_Exercise requirements_
Say how many lines in the records contain "ToString". The reply must consist of the number alone.
*** Stored data ***
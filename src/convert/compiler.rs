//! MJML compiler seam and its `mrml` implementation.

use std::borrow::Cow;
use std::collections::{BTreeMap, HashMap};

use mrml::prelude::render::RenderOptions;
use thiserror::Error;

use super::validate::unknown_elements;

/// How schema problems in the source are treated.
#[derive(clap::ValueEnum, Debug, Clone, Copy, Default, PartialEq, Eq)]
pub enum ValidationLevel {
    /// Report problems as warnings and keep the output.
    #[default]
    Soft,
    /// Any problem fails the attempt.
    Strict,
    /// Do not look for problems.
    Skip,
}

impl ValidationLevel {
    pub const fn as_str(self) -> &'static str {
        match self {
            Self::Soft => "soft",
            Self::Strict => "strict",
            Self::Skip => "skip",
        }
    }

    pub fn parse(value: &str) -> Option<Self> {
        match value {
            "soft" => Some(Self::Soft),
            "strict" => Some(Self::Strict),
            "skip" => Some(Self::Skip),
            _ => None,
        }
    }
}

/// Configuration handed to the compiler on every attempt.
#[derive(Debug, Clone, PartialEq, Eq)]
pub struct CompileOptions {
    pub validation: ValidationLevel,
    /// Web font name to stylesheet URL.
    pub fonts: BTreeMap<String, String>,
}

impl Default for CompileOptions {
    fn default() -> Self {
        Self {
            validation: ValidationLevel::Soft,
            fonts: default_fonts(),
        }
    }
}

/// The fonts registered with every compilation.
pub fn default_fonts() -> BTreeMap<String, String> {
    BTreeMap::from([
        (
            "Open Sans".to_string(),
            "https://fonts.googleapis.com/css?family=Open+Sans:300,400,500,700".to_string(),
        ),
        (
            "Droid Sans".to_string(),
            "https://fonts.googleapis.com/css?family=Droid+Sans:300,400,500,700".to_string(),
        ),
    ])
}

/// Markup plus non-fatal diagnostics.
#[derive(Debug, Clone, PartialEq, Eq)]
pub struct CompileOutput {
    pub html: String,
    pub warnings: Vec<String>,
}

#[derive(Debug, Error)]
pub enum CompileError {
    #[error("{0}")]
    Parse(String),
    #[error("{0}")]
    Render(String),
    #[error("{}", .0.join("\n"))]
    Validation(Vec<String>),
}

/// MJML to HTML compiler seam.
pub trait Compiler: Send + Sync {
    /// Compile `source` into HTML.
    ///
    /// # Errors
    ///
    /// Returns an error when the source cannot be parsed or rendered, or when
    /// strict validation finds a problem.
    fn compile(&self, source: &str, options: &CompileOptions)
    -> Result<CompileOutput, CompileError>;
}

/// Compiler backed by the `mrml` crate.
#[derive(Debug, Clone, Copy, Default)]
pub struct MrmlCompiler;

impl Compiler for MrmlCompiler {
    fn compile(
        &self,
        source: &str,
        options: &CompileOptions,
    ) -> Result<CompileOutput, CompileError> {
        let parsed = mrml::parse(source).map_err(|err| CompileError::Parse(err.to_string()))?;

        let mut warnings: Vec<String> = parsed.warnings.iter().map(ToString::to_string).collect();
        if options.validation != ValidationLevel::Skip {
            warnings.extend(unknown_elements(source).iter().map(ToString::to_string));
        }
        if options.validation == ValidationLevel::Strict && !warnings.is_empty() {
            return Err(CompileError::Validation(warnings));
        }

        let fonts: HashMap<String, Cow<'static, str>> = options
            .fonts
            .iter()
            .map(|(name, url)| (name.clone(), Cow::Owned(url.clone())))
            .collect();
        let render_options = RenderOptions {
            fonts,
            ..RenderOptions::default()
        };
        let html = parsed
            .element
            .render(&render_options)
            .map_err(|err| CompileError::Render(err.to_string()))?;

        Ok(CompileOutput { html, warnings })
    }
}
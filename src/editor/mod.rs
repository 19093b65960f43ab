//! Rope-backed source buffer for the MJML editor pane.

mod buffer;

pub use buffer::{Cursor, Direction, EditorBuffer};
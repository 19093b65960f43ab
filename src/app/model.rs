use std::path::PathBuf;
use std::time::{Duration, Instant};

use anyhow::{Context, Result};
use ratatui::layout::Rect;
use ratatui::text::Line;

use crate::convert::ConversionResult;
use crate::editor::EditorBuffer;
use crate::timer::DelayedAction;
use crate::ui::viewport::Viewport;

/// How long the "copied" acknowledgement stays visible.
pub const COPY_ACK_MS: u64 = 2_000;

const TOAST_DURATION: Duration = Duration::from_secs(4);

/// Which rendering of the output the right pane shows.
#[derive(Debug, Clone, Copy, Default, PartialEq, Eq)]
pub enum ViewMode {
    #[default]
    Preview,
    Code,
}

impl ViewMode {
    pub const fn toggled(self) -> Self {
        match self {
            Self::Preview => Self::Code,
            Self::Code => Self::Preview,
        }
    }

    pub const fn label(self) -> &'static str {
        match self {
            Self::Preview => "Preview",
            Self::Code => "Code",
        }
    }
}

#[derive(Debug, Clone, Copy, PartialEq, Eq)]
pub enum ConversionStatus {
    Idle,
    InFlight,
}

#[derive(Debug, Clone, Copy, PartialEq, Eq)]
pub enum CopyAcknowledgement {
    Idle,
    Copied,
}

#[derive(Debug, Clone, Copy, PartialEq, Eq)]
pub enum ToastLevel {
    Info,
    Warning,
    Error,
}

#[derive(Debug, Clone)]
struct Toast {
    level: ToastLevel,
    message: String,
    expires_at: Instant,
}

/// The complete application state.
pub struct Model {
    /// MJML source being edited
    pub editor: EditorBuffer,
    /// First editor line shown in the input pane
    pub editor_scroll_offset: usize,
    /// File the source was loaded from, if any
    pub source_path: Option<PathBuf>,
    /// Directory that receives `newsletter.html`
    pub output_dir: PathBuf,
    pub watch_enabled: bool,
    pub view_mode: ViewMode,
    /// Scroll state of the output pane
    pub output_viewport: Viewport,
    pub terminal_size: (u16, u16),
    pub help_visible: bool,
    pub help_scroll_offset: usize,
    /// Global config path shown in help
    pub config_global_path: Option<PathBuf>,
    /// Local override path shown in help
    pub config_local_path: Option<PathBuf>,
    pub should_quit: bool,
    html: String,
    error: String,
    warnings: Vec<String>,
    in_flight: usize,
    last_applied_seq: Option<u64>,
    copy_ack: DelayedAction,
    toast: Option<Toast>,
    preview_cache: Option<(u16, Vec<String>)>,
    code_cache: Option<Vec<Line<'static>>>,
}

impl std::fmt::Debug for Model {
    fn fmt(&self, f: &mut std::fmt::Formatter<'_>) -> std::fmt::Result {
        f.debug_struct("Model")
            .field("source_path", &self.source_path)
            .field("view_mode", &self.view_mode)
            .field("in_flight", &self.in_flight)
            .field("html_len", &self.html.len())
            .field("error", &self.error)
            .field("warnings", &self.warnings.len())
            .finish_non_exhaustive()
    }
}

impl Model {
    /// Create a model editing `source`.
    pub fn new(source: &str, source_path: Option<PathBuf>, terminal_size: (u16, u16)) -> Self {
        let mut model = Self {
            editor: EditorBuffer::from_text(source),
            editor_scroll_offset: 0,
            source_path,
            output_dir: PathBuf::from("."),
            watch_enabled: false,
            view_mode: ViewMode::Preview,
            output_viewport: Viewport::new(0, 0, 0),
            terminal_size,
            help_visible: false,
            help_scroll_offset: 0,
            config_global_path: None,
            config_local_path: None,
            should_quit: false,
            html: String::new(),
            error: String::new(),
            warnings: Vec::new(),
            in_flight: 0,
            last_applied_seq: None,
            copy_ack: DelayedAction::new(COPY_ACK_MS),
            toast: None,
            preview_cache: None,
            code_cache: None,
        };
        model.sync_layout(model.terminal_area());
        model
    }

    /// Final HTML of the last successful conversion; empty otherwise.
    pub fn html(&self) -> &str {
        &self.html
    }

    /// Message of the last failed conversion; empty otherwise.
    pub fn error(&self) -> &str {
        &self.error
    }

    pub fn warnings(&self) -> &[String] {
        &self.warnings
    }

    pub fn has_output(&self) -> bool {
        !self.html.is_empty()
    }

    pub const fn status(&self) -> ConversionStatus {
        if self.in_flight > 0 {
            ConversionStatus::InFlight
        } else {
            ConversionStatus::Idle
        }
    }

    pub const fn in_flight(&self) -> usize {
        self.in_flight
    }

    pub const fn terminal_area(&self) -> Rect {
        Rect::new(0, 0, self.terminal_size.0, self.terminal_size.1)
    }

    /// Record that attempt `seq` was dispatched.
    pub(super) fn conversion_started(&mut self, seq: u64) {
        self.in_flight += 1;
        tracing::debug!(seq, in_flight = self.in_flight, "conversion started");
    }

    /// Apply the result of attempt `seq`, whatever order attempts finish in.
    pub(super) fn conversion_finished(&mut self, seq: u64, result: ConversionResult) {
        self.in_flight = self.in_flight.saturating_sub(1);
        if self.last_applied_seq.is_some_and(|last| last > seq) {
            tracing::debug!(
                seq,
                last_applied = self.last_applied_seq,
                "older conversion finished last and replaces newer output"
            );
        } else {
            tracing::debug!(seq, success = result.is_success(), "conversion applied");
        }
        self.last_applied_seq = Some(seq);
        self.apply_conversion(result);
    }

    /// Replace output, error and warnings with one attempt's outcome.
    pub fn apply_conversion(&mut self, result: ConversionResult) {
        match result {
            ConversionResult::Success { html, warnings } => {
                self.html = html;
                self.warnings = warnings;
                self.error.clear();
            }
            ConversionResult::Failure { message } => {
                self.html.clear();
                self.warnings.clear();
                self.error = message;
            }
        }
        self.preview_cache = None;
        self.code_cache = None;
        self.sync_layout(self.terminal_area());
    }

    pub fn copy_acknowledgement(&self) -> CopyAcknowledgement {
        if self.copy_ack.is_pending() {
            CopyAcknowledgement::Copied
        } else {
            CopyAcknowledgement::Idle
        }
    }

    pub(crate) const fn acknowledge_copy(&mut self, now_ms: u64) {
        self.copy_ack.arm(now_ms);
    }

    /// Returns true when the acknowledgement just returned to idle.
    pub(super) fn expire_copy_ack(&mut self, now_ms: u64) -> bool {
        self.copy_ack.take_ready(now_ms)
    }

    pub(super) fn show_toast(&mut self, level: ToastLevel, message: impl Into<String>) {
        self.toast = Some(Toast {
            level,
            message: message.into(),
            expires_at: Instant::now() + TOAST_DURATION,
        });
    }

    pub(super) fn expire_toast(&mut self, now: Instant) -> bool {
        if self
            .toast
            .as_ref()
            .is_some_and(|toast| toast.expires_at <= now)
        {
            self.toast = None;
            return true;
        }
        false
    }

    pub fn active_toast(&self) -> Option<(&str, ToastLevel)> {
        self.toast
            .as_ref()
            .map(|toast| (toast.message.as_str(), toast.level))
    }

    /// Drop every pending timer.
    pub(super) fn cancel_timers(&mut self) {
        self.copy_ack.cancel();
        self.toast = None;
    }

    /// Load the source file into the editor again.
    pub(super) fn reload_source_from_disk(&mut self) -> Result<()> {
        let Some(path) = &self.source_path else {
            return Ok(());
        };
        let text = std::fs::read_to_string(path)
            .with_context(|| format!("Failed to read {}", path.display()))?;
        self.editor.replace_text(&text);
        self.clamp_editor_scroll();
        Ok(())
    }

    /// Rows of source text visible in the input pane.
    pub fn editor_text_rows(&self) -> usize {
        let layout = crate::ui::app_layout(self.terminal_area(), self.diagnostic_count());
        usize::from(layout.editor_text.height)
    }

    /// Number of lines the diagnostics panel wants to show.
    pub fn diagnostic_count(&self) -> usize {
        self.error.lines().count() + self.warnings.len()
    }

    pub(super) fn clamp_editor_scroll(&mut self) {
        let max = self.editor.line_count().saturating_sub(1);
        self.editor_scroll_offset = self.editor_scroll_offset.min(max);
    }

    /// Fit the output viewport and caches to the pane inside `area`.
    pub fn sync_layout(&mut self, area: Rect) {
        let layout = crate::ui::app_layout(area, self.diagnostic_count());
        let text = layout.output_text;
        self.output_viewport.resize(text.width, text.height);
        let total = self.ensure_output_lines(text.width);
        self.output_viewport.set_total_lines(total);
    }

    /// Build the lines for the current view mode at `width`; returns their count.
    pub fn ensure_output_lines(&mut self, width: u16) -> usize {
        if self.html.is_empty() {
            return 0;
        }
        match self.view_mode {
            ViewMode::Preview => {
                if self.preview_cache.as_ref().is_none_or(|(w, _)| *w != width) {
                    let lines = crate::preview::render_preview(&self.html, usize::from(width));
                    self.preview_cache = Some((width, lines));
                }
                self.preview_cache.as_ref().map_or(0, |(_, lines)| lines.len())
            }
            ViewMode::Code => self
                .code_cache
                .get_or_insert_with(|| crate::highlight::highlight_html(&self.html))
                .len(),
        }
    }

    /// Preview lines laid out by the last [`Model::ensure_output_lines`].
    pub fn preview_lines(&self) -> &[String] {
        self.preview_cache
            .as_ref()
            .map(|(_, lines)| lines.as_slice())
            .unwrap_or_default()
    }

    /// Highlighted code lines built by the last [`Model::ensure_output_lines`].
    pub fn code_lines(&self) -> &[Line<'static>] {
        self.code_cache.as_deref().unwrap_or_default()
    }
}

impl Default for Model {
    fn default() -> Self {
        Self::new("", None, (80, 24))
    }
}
*** End of Stored data ***
_Final answer_
2